Terri has a fascinating background both having advanced degrees in the visual arts (MFA) as well as PhD in Business History. She has leveraged that to have quite an impact from early in her career as an advisor to Apple (12 years) to recently advising Chief Innovation Officers and other executives.

I enjoyed our entire conversation, but particularly

  1. Her insights around opportunities and traps around companies setting up innovation labs (starting at 9:07)
  2. The Creative Canvas she developed (starting at 12:01)
  3. The importance of having a diverse set of thinkers involved in innovation (starting at 15:47)

You can learn more about Terri here: https://terrilonier.com/

You can download the Creative Canvas she developed here: http://creativecanvas.org/

I also hope you’ll consider subscribing to Agile Giants if you haven’t already on:

Full Transcript

Sean Ammirati: 00:08 Welcome to Agile Giants, lessons from corporate innovators. I’m Sean Ammirati, your host, co-founder and director of the Carnegie Mellon Corporate Startup Lab, and partner at the early-stage venture capital fund, Birchmere Ventures. Each week, I’m going to talk to guests who are experts at creating startups inside large corporations. I believe, fundamentally, a startup within a company is the same as one inside the proverbial garage, a group of entrepreneurs trying to make the world a better place using new ideas and inventions. However, I also believe some of the techniques and processes are just inherently different. This podcast is going to explore those similarities and differences.

Sean Ammirati: 00:56 On this week’s episode of Agile Giants, I talk to Terri Lonier. Terri is an advisor to a number of chief innovation officers, chief executive officers, and has a really fascinating background with an MFA plus a PhD in Business History that we’ll talk about a little on the episode, at the end. I got to know Terri through her work with Bosch, and actually specifically through next week’s guest on Agile Giants, Dennis Boecker. Terri has great perspective in terms of how to set up innovation labs inside large companies. She also has created a really fascinating tool called the Creative Canvas, which I’ll link to in the show notes, and would encourage you to check out. And finally, I think she brings a great perspective on the importance of diversity of thought when companies are setting up these innovation groups. I hope you enjoy this week’s episode.

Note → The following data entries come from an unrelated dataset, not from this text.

//! Disc representation.
//!
//! A disc is identified by its size, an integer in `[1, N]` where `1` is
//! the smallest. Sizes are unique within a game, so a disc's identity is
//! its size; discs are not separately tracked objects.

use serde::{Deserialize, Serialize};

/// A disc, identified by its size (1 = smallest).
///
/// Ordering follows size, so the top of a well-formed stack is its
/// minimum.
#[derive(Clone, Copy, Debug, PartialEq, Eq, PartialOrd, Ord, Hash, Serialize, Deserialize)]
pub struct Disc(pub u8);

impl Disc {
    /// Create a disc of the given size.
    #[must_use]
    pub const fn new(size: u8) -> Self {
        Self(size)
    }

    /// Get the disc's size.
    #[must_use]
    pub const fn size(self) -> u8 {
        self.0
    }

    /// Whether this disc may rest directly on `below`.
    ///
    /// Only a strictly smaller disc may sit on top of another.
    #[must_use]
    pub const fn fits_on(self, below: Disc) -> bool {
        self.0 < below.0
    }
}

impl std::fmt::Display for Disc {
    fn fmt(&self, f: &mut std::fmt::Formatter<'_>) -> std::fmt::Result {
        write!(f, "Disc({})", self.0)
    }
}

Sean Ammirati: 01:51 Welcome to another episode of Agile Giants. I have Terri Lonier with me today. Terri is an advisor to chief innovation officers. I met her through a connection with Dennis Boecker, who actually will be the next episode on Agile Giants, and was very impressed by the stuff she was doing. We kind of lost track and just recently got reconnected, but excited to have her on the podcast this morning. Terri, thanks for joining me. Maybe a good way to start is just for you to frame out what you do for clients, and what’s drawing you to working on this area of the innovation space.

Terri Lonier: 02:26 Sure, Sean. Thanks for inviting me. I’m an advisor to chief innovation officers, CEOs, and other innovation executives, and I help them turn ideas into reality. Some call me a thought partner, or their back-pocket advisor, or their innovation champion. Essentially, I serve as a confidential external guide, helping them clarify their strategies and increase the speed of their processes and their growth. Many of my clients tell me that what’s valuable is that I ask the questions that no one else does, or questions that others don’t feel confident to ask. I also bring the perspective of having worked with leaders of some of the finest companies in the world, so I’m able to share best practices.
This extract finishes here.